What this task involves: From the data underneath, reproduce exactly the stretch that begins at the line with "pub fn is_empty(&self)" and ends after the line with "a schema element".

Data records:
•••
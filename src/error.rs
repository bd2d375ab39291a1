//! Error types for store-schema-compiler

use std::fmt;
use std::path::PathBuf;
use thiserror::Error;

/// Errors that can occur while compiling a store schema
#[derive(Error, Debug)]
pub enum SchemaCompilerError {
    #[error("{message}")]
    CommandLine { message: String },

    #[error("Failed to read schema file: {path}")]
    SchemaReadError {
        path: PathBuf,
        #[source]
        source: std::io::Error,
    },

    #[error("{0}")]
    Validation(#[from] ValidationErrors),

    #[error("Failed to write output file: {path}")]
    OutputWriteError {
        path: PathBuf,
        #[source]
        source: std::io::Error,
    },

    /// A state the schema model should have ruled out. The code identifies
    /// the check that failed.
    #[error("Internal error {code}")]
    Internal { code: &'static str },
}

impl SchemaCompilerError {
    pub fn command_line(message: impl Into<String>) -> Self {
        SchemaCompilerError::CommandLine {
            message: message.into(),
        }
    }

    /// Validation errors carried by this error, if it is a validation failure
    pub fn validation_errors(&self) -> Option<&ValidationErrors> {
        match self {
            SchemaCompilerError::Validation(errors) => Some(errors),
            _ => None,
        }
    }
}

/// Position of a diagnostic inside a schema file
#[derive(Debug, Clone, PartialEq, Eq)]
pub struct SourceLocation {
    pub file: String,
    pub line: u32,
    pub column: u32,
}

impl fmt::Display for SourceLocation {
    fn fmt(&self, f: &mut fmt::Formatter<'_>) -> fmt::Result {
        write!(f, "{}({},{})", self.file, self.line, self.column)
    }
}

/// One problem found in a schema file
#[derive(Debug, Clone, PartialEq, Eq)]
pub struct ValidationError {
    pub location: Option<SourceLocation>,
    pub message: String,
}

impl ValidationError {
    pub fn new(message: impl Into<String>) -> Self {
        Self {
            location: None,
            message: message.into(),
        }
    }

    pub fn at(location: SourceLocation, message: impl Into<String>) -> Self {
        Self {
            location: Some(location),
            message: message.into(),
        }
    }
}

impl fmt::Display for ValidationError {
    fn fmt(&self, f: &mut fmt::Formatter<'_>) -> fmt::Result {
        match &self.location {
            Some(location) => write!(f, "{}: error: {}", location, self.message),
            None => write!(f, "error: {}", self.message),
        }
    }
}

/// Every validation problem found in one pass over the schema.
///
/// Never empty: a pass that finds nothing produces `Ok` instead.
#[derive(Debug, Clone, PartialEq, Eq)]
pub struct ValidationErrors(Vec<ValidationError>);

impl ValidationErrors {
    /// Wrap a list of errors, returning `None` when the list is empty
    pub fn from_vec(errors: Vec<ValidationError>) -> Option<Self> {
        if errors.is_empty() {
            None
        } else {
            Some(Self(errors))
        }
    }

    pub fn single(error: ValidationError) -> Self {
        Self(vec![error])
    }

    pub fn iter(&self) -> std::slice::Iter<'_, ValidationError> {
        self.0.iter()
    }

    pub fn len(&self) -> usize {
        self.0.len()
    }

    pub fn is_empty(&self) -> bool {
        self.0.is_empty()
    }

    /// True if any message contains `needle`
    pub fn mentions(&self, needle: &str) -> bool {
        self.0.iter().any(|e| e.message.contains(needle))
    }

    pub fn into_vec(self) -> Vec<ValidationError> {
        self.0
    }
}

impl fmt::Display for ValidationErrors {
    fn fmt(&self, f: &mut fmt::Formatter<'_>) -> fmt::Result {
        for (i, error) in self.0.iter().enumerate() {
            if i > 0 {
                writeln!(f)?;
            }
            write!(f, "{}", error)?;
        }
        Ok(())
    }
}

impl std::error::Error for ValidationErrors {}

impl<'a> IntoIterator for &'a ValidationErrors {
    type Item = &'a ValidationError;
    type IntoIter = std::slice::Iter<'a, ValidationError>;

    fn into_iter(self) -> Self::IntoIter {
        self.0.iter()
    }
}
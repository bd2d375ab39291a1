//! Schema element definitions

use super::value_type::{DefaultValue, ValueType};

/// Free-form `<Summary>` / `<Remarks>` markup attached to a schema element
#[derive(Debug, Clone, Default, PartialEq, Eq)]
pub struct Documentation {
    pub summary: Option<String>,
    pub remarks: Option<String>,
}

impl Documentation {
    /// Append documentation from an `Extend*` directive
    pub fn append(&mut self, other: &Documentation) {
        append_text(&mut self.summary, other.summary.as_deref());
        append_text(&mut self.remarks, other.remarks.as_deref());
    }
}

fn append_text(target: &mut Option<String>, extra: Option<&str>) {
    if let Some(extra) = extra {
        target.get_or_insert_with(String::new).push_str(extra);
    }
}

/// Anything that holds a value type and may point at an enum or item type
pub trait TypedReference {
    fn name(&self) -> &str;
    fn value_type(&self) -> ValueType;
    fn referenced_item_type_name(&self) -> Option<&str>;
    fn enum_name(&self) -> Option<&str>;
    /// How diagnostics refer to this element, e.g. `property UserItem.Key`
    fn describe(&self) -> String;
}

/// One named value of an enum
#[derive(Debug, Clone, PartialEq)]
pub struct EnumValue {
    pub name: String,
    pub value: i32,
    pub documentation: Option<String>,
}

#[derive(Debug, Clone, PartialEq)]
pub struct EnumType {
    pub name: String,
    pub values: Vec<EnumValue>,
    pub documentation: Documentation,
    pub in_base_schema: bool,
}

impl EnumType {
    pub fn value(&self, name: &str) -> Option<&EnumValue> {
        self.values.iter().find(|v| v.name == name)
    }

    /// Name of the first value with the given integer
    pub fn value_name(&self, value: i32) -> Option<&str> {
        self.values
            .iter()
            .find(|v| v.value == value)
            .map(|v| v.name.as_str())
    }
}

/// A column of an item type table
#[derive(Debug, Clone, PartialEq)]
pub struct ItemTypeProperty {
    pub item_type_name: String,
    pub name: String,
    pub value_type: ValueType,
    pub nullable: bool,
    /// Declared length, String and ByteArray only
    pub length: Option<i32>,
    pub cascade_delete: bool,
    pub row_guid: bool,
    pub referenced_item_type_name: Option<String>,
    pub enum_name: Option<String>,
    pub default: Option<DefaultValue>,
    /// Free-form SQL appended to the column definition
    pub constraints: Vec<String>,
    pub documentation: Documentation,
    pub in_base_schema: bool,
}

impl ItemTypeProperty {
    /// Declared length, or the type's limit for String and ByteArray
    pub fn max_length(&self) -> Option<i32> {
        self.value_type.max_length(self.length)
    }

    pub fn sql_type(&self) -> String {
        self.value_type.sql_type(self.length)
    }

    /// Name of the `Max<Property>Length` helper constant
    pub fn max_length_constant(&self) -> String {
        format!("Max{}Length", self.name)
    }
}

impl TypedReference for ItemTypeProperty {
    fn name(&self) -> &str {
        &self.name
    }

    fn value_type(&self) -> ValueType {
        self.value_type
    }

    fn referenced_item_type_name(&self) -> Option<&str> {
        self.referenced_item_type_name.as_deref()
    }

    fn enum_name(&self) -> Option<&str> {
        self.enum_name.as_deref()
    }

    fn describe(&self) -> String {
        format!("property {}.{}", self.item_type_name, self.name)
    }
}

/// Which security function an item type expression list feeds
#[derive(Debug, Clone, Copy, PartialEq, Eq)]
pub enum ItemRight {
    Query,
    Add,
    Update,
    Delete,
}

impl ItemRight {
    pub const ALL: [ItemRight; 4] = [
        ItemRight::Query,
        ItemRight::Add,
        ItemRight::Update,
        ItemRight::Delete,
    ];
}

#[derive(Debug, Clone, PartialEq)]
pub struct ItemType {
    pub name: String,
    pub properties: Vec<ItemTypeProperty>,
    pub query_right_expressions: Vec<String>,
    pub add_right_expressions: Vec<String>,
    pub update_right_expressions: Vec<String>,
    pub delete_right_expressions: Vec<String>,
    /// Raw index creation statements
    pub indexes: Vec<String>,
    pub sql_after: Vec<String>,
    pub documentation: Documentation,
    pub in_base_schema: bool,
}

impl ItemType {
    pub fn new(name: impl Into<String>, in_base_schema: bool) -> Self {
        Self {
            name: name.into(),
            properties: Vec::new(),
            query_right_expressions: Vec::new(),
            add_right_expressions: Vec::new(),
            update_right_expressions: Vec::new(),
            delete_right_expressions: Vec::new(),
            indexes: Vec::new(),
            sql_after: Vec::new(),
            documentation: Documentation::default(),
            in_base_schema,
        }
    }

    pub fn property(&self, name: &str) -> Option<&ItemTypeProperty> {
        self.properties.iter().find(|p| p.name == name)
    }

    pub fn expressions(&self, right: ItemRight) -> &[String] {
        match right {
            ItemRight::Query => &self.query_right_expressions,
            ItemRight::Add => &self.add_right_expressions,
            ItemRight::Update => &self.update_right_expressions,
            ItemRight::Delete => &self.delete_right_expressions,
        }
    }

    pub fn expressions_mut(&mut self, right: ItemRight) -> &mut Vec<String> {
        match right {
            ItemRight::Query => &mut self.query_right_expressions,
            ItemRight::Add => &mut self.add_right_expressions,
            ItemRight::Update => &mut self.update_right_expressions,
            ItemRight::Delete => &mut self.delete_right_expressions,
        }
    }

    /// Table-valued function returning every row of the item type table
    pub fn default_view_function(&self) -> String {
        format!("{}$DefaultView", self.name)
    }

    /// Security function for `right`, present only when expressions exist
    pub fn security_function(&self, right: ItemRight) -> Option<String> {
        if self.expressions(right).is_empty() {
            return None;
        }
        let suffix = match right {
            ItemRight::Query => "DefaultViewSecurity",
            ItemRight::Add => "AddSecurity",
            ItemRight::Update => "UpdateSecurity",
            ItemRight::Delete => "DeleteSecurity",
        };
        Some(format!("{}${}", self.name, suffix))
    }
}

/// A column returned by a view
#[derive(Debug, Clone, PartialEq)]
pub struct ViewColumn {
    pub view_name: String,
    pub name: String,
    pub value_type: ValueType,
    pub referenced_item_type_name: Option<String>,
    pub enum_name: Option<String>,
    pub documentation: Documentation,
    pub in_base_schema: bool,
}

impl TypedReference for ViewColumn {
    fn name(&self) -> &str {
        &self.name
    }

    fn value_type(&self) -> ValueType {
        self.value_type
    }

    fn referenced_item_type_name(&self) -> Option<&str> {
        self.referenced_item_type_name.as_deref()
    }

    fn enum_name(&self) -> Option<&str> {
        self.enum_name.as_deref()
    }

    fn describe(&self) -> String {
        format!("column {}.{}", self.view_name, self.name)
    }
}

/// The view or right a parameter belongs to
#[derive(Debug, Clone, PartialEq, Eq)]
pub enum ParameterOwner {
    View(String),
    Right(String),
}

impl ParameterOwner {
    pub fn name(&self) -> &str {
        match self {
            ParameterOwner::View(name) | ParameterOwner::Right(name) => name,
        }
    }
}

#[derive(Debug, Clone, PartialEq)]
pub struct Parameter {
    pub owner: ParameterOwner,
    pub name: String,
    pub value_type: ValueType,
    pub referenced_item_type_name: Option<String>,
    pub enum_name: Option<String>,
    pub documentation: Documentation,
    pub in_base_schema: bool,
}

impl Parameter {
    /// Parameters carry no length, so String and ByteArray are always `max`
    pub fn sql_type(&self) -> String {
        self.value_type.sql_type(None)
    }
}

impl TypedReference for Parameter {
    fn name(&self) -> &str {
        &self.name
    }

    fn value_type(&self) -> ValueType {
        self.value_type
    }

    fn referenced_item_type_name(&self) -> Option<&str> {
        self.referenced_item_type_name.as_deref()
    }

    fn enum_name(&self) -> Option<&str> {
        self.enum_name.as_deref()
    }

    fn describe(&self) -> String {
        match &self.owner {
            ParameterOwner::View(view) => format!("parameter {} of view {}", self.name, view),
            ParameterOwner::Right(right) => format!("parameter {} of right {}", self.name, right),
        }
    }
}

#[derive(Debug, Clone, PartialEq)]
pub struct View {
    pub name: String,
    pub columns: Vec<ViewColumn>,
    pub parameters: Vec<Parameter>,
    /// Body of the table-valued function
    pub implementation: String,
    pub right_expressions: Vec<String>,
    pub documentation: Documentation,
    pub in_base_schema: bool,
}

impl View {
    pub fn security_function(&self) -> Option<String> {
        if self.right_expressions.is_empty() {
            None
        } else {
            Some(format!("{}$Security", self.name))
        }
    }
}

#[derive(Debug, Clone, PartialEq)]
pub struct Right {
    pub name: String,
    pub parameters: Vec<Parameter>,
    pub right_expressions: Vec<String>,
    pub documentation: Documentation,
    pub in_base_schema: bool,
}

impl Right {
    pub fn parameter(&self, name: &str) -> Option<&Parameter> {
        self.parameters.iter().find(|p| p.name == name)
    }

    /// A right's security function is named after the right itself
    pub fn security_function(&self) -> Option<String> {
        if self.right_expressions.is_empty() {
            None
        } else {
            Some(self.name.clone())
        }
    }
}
•••
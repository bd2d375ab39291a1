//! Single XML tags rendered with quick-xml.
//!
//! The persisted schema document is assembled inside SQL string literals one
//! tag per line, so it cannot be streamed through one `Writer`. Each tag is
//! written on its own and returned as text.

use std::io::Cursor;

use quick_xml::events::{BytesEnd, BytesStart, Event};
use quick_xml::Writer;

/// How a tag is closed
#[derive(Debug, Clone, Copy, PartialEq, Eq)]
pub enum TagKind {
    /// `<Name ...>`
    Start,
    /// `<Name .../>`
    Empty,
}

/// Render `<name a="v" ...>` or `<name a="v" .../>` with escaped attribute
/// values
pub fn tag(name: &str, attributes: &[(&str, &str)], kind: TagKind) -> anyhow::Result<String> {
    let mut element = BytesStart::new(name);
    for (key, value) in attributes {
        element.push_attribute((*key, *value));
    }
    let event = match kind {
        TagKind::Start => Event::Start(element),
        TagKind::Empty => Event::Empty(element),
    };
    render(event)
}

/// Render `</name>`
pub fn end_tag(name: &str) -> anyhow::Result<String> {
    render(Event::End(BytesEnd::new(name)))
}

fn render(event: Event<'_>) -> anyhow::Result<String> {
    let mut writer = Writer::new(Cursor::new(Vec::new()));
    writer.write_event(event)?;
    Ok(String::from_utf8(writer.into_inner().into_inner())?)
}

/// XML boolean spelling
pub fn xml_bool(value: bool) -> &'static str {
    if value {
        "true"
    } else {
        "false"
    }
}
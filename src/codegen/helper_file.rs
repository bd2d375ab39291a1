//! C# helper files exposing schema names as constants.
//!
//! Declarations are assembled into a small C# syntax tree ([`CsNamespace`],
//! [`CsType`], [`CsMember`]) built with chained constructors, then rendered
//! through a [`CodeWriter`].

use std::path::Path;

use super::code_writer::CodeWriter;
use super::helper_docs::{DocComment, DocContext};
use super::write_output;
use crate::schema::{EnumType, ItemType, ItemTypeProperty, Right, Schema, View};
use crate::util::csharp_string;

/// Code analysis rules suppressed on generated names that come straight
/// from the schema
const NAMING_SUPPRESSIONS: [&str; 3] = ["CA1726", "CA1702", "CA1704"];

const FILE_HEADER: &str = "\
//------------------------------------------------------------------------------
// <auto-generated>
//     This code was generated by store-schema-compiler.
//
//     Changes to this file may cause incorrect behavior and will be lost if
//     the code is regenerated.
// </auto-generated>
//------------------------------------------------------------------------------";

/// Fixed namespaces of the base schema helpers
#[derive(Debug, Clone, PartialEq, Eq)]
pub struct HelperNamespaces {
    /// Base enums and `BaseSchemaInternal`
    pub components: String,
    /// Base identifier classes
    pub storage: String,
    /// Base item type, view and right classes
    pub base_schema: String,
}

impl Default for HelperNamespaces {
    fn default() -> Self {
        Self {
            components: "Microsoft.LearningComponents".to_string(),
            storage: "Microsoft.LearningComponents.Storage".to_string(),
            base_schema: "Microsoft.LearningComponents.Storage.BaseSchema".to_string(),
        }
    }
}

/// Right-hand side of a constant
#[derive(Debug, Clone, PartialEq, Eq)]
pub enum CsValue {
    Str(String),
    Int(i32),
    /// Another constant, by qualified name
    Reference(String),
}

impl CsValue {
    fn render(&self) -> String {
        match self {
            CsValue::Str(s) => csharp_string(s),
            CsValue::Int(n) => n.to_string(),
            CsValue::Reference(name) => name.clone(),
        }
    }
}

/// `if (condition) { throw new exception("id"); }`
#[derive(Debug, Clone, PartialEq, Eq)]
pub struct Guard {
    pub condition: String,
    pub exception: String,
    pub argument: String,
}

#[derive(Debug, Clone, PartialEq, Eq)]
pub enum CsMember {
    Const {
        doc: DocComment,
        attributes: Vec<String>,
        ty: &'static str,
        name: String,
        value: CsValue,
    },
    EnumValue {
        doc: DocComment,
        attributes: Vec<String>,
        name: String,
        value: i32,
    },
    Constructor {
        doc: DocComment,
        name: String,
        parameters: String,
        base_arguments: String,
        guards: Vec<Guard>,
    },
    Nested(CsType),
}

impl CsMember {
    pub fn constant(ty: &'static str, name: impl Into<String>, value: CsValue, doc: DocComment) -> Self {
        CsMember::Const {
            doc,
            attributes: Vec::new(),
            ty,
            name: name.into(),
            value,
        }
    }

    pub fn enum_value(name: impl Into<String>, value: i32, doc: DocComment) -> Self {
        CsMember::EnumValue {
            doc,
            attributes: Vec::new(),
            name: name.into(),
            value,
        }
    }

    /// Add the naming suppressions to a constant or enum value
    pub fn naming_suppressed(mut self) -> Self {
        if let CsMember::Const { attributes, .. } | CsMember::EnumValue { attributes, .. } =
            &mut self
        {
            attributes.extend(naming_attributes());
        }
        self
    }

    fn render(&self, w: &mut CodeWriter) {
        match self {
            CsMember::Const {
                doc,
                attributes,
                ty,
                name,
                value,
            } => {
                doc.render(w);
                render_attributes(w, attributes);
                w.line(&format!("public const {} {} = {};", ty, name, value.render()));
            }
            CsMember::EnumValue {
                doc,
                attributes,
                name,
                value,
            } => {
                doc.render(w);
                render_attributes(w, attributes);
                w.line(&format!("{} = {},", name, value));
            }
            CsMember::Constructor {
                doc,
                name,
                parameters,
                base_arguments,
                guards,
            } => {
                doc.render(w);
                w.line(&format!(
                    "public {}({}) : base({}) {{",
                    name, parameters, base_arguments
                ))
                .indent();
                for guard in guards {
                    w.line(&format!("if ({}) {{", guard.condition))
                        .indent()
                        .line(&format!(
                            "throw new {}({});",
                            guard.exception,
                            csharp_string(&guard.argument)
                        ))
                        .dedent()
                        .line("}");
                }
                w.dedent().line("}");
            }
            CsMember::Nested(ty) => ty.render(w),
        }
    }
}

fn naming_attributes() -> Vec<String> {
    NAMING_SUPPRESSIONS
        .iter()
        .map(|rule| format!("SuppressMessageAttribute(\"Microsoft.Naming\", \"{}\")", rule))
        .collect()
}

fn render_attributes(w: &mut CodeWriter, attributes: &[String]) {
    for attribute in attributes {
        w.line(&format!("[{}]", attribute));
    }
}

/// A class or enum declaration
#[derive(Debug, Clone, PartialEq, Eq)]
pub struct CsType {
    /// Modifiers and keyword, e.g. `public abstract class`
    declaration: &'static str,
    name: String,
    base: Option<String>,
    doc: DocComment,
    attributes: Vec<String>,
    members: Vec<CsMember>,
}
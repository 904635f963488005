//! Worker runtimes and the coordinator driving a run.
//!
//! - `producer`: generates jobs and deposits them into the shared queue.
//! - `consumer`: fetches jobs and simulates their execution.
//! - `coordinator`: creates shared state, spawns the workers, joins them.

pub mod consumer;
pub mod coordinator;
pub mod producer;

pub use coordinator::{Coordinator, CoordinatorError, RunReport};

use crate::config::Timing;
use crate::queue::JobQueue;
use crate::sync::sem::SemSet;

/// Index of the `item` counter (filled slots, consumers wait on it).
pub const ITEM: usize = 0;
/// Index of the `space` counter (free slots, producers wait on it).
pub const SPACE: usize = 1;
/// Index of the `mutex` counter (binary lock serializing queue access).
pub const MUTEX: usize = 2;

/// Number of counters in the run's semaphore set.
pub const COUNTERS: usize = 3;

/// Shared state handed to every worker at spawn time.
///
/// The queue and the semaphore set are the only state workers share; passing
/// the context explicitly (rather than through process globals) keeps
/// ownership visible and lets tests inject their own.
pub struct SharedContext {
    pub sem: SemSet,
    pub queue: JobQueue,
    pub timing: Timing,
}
•••
Task output:
    pub fn is_empty(&self) -> bool {
        self.0.is_empty()
    }

    /// True if any message contains `needle`
    pub fn mentions(&self, needle: &str) -> bool {
        self.0.iter().any(|e| e.message.contains(needle))
    }

    pub fn into_vec(self) -> Vec<ValidationError> {
        self.0
    }
}

impl fmt::Display for ValidationErrors {
    fn fmt(&self, f: &mut fmt::Formatter<'_>) -> fmt::Result {
        for (i, error) in self.0.iter().enumerate() {
            if i > 0 {
                writeln!(f)?;
            }
            write!(f, "{}", error)?;
        }
        Ok(())
    }
}

impl std::error::Error for ValidationErrors {}

impl<'a> IntoIterator for &'a ValidationErrors {
    type Item = &'a ValidationError;
    type IntoIter = std::slice::Iter<'a, ValidationError>;

    fn into_iter(self) -> Self::IntoIter {
        self.0.iter()
    }
}
repository bd2d375ab39291a1
//! Schema element definitions

use super::value_type::{DefaultValue, ValueType};

/// Free-form `<Summary>` / `<Remarks>` markup attached to a schema element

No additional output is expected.